◆ What you should do ◆
Whenever a line in the records below holds the string "PipelineMode", copy it out.

◆ Records supplied ◆
*** Block opens ***

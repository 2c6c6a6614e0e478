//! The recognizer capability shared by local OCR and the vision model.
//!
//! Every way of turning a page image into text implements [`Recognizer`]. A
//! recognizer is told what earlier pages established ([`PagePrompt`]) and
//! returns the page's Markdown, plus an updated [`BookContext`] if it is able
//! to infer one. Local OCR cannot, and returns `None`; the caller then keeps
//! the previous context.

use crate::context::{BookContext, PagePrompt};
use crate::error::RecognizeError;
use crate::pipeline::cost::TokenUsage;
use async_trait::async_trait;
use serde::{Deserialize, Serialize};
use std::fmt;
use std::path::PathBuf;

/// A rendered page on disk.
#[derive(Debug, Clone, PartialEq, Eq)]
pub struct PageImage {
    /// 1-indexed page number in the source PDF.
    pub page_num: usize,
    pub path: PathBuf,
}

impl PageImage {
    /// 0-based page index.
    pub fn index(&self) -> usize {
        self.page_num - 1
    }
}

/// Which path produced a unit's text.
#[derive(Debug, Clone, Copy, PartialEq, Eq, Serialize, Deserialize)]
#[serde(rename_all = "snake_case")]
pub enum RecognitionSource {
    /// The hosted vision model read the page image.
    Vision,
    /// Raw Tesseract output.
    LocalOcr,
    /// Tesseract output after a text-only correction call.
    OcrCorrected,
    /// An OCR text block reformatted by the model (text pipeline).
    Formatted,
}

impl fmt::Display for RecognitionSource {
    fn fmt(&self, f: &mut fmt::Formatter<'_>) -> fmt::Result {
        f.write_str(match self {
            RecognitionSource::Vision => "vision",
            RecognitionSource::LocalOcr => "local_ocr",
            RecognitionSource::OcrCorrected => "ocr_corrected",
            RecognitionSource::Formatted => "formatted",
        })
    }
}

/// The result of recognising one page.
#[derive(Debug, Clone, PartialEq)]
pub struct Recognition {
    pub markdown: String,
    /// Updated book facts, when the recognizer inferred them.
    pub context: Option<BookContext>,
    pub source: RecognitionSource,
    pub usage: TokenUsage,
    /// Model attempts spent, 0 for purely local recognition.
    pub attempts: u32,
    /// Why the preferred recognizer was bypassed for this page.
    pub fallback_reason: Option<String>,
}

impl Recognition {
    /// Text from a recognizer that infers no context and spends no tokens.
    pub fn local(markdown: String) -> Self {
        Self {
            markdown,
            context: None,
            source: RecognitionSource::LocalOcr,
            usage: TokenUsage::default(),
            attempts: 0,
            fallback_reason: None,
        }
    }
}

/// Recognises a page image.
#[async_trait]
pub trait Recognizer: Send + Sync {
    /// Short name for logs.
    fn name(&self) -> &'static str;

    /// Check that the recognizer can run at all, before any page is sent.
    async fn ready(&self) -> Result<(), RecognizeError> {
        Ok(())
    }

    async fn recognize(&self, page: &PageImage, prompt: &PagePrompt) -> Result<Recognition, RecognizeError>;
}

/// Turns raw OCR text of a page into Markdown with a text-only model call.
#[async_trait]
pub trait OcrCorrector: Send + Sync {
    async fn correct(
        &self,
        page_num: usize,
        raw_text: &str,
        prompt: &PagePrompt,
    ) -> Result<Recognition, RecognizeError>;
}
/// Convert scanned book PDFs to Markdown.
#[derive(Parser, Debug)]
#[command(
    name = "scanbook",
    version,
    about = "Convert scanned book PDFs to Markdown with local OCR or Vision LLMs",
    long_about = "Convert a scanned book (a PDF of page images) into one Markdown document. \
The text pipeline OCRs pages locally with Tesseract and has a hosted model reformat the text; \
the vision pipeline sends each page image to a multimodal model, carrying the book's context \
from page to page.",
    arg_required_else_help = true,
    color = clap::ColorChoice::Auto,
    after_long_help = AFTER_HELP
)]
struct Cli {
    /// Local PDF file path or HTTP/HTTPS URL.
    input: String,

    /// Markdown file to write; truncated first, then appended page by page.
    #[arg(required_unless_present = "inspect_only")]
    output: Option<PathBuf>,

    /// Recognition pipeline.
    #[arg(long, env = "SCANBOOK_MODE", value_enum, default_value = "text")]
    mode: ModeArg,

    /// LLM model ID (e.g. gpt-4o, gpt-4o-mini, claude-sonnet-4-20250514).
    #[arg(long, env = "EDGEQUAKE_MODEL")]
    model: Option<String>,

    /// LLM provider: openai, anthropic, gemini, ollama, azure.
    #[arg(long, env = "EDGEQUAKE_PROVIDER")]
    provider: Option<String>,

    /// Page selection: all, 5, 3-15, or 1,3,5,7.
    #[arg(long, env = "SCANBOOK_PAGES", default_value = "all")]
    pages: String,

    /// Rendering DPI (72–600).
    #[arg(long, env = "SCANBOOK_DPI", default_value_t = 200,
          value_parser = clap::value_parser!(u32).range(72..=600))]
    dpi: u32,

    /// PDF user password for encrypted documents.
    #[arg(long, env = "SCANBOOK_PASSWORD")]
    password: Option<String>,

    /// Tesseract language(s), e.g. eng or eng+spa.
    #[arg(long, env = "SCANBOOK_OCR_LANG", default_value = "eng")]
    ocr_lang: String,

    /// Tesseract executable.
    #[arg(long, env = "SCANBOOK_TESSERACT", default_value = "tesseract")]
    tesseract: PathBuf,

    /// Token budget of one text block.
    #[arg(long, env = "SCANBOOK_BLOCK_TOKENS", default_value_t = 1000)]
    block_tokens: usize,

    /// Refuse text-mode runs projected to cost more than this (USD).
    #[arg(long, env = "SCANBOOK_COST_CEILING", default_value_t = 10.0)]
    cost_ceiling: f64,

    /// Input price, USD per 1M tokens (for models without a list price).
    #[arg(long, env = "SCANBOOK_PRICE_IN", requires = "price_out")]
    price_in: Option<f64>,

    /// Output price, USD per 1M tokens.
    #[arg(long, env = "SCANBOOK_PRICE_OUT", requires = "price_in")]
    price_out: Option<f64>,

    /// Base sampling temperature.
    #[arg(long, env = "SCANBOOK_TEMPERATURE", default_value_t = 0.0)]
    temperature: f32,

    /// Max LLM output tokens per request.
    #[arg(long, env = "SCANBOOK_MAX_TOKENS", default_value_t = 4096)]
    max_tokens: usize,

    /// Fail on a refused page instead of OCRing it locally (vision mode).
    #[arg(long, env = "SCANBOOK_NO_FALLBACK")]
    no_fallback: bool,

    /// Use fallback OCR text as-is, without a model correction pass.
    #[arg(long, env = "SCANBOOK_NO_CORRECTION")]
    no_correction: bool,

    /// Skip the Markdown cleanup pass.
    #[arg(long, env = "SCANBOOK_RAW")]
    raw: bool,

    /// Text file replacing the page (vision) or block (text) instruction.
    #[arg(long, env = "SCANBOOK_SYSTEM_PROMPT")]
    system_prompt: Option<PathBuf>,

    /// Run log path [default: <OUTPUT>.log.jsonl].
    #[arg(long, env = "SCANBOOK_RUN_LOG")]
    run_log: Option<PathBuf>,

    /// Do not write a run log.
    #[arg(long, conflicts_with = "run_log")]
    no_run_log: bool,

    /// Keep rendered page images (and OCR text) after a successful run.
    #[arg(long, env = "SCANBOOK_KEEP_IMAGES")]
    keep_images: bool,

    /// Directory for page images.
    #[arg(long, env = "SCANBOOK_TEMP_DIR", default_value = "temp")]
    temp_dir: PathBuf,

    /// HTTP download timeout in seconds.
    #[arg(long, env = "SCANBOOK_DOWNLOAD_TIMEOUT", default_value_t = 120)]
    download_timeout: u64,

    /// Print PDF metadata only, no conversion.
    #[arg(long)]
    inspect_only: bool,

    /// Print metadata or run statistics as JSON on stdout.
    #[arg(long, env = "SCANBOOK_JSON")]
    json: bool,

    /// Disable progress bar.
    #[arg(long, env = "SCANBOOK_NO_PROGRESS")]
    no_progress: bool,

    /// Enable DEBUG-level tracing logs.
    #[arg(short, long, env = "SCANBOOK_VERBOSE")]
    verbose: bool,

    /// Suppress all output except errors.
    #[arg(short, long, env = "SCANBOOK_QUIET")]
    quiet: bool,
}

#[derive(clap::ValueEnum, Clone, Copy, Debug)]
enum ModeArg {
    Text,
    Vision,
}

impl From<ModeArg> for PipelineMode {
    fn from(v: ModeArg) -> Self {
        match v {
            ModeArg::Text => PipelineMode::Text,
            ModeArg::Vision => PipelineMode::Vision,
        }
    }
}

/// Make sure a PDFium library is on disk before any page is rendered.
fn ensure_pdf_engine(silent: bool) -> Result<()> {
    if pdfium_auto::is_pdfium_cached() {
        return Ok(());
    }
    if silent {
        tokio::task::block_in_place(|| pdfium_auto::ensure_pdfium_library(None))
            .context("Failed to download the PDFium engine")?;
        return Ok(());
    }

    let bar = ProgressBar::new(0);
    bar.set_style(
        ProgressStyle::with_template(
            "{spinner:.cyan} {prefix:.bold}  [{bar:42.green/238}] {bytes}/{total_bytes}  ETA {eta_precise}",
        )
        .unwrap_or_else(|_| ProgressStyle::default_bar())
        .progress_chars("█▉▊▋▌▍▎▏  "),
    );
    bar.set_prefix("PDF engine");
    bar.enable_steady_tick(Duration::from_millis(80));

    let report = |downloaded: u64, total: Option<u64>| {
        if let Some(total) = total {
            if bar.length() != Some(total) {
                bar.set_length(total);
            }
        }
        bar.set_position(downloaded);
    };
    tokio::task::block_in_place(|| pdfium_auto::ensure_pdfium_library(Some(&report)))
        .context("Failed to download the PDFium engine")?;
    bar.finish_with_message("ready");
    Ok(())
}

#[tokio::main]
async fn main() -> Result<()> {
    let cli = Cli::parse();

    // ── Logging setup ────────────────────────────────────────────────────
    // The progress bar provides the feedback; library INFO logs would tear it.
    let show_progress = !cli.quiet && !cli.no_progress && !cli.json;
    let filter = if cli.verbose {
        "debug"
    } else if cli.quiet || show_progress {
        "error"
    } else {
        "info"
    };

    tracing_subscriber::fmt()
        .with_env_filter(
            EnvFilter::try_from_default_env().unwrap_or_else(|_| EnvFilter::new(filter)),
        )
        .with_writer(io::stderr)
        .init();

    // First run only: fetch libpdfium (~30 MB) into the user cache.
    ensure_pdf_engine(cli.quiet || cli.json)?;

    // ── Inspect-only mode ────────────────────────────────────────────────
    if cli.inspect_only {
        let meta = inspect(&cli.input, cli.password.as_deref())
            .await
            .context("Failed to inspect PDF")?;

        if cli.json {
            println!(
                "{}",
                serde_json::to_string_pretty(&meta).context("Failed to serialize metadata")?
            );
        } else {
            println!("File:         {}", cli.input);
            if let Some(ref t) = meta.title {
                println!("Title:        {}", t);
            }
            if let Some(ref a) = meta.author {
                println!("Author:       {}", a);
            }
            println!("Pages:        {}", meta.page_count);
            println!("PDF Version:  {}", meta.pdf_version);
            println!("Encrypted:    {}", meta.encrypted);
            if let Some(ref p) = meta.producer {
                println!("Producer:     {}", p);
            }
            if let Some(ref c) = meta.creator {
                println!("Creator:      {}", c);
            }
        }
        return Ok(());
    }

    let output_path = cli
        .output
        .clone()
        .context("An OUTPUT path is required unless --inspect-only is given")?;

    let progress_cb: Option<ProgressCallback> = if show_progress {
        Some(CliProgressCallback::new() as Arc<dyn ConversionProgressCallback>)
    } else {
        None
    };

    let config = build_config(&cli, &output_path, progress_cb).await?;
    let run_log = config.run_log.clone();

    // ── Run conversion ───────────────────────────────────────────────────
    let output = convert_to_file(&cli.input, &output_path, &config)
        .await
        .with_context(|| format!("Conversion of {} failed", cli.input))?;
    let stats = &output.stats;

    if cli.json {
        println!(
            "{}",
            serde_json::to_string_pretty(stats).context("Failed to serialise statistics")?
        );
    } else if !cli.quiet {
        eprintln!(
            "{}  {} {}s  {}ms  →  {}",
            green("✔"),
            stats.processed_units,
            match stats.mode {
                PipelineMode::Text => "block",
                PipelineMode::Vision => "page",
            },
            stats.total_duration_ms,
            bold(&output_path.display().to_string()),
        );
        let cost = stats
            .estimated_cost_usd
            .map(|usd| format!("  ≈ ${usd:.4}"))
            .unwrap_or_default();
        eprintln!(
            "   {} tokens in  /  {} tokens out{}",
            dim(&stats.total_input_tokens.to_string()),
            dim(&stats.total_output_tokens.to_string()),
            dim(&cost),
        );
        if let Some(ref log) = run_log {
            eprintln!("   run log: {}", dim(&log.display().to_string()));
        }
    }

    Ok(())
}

*** Block closes ***

◆ Solution for this exercise ◆
impl From<ModeArg> for PipelineMode {
            ModeArg::Text => PipelineMode::Text,
            ModeArg::Vision => PipelineMode::Vision,
                PipelineMode::Text => "block",
                PipelineMode::Vision => "page",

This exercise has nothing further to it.